“Werewolves. Damn.” Emmett looked around, eyes narrowed, and rattled off a series of questions that suggested he was more than just gun, swagger, and belly. “Is this grindy thing dangerous? Can you prove it was werewolves? Do we need to pull the rafts?” He resettled his heavy utility belt, one hand on the butt of his 9 millimeter handgun. It was cop body language, looking for trouble and being ready for it. Not. A werewolf would eat his innards for dinner.
Pulling the rafts off the water would mean a financial hardship for the rafting businesses operating along the river. I started to say it was safe, but closed my mouth on the words. I had no idea what grindys ate, or whether they were primarily nocturnal. I was assuming that the grindy was here because of its life mission, but I’d drawn conclusions and made deductions before based on insufficient info, and humans got hurt. I didn’t want that happening here.
Having weres in the hills wasn’t gonna make the locals happy. Like the itchy deputy, local law enforcement types all over three counties were already agitated—passing out stakes, holy water, crosses, and garlic against vamps—and there was grumbling about taking down all the fangheads in an old-fashioned hunt. Now they’d be after weres too, and I had good reason to want them not to. I said, “Grindys don’t eat people, and werewolves are mostly nocturnal. Keep everyone off the water after sunset, but you don’t have to pull the rafts during daylight hours.”

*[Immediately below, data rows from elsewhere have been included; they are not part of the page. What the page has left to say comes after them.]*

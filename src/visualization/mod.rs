//! Plot rendering
//!
//! Charts are written as PNG files so the pipeline runs headless. Drawing
//! goes through a small raster [`canvas`] on top of the `image` crate.

mod canvas;
mod charts;
pub mod stats;

pub use charts::{
    plot_amount_distribution, plot_class_distribution, plot_confusion_matrix,
    plot_correlation_heatmap,
};
pub use stats::{correlation_matrix, gaussian_kde, histogram, pearson};

use crate::config::PipelineConfig;
use crate::data::{class_value_counts, column_names, column_values, label_vector};
use crate::error::Result;
use polars::prelude::DataFrame;
use std::path::{Path, PathBuf};
use tracing::{debug, info};

pub const CONFUSION_MATRIX_FILE: &str = "confusion_matrix.png";
pub const CLASS_DISTRIBUTION_FILE: &str = "class_distribution.png";
pub const CORRELATION_HEATMAP_FILE: &str = "correlation_heatmap.png";
pub const AMOUNT_DISTRIBUTION_FILE: &str = "amount_distribution.png";

/// Create the plot directory if needed and return `dir/file`
pub(crate) fn plot_path(dir: &Path, file: &str) -> Result<PathBuf> {
    std::fs::create_dir_all(dir)?;
    Ok(dir.join(file))
}

/// Render the class-balance, correlation and amount plots over the full
/// (scaled) table. Returns the written paths in that order.
pub fn render_exploratory_plots(frame: &DataFrame, config: &PipelineConfig) -> Result<Vec<PathBuf>> {
    let dir = config.plots_dir.as_path();
    let mut written = Vec::with_capacity(3);

    let counts = class_value_counts(frame, &config.label_column)?;
    let path = plot_path(dir, CLASS_DISTRIBUTION_FILE)?;
    plot_class_distribution(&counts, &path)?;
    debug!(path = %path.display(), "Wrote class distribution");
    written.push(path);

    let names = column_names(frame);
    let columns = names
        .iter()
        .map(|name| column_values(frame, name))
        .collect::<Result<Vec<_>>>()?;
    let corr = correlation_matrix(&columns);
    let path = plot_path(dir, CORRELATION_HEATMAP_FILE)?;
    plot_correlation_heatmap(&names, &corr, &path)?;
    debug!(path = %path.display(), "Wrote correlation heatmap");
    written.push(path);

    let amounts = column_values(frame, &config.scaled_column)?;
    let labels = label_vector(frame, &config.label_column)?;
    let (mut fraud, mut legit) = (Vec::new(), Vec::new());
    for (amount, label) in amounts.into_iter().zip(labels.iter()) {
        if *label == 1 {
            fraud.push(amount);
        } else {
            legit.push(amount);
        }
    }
    let path = plot_path(dir, AMOUNT_DISTRIBUTION_FILE)?;
    plot_amount_distribution(&fraud, &legit, &path)?;
    debug!(path = %path.display(), "Wrote amount distribution");
    written.push(path);

    info!(dir = %dir.display(), count = written.len(), "Rendered exploratory plots");
    Ok(written)
}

Emmett didn’t like it. He wanted action, and he wanted it now, but he was also conscious of Cocke County’s economic situation. He pursed his lips, thinking, fingers tapping his gun butt with little pats of sound. “Mike, Dave,” he said, addressing two river guides, “you’ll see word gets passed? I’ll run patrol down here throughout the night, but I’d rather not have to arrest somebody or pull a dead stoner outta the water.”
The two men nodded. Mike Kohlenberger, also known as Jedi Mike, or the Old Man of the River, had over thirty years of rafting experience, and Dave was a raft guide, a Class-V kayak paddler, and a Level Four instructor—meaning the two were the best of the best. I’d met them back when I was a midlevel investigator at a security company, before I went out on my own. Someone in the small paddling community had been breaking into local businesses protected by RJY Securities and I’d been sent to look around. They weren’t friends, but, for business competitors, they had a good working relationship.
Mike squinted into the sun glare on the river, his lined face drawing tight, one hand adjusting the red scarf he wore like a do-rag. Voice booming, he said, “We’ll pass the word.”
I started the climb back up the riverbank, still looking for evidence of the creature I believed had attacked Itty Bitty and her boyfriend. At the top of the short rise, I stopped, a fresh scent reaching me. My sense of smell is a lot better than most humans, likely because of the decades I spent in Beast-form, before I found my human shape again and reentered the human world. I flipped my hip-length braid out of the way and dropped to hands and knees in the brush.
The dead-fishy smell was here too, but this time it overlay another familiar scent, the scent I had expected to find after seeing the pics of the injured. With one hand, I pushed aside the sharp-edged grass, not touching the ground beneath or disturbing the roots, but exposing a partial paw print. I had found my evidence and I didn’t know whether to be pleased with myself or even more worried. “Werewolf,” I said, louder.
The cop jostled closer to get a better view.
I pressed more grass aside, revealing more paw prints. They were as large as my hand, the nonretractable claws leaving long indentations in the damp soil. One forepaw had been bloody, the smell of dried blood, rank and old. Not much of a leap to assume it was Itty Bitty’s blood. I bent and sniffed. Witch blood. Itty Bitty was from a witch family. I motioned to Molly to take photos of the prints while I crawled forward, pressing the long, sharp grass to either side of the wolf tracks.
I bent lower, letting my nose tell me what my eyes couldn’t, the musky scent rising to fill my head. And I shivered in the heat. I knew these wolves. I’d fought them. I put it together fast, dread leaping back onto me. I had helped to kill off all the members of the Lupus Pack of werewolves, except for two wolves who had been in jail during the raid. I had forgotten about them, until now. They had made bail, tracked me down, and that one forgetful mistake was coming back to bite me on the butt. I had gotten sloppy. Directly or indirectly, they were here because of me. “Two wolves, at least,” I said, keeping my head low so they couldn’t read my face, pretending that it was visual clues giving me the information. “I may know them. Contact Jodi Richoux at New Orleans PD for names and mug shots.”
The cop cursed and reached for his cell phone. “I gotta tell the sheriff ’bout this, ’n secure the area. Get me some backup. Crime scene.”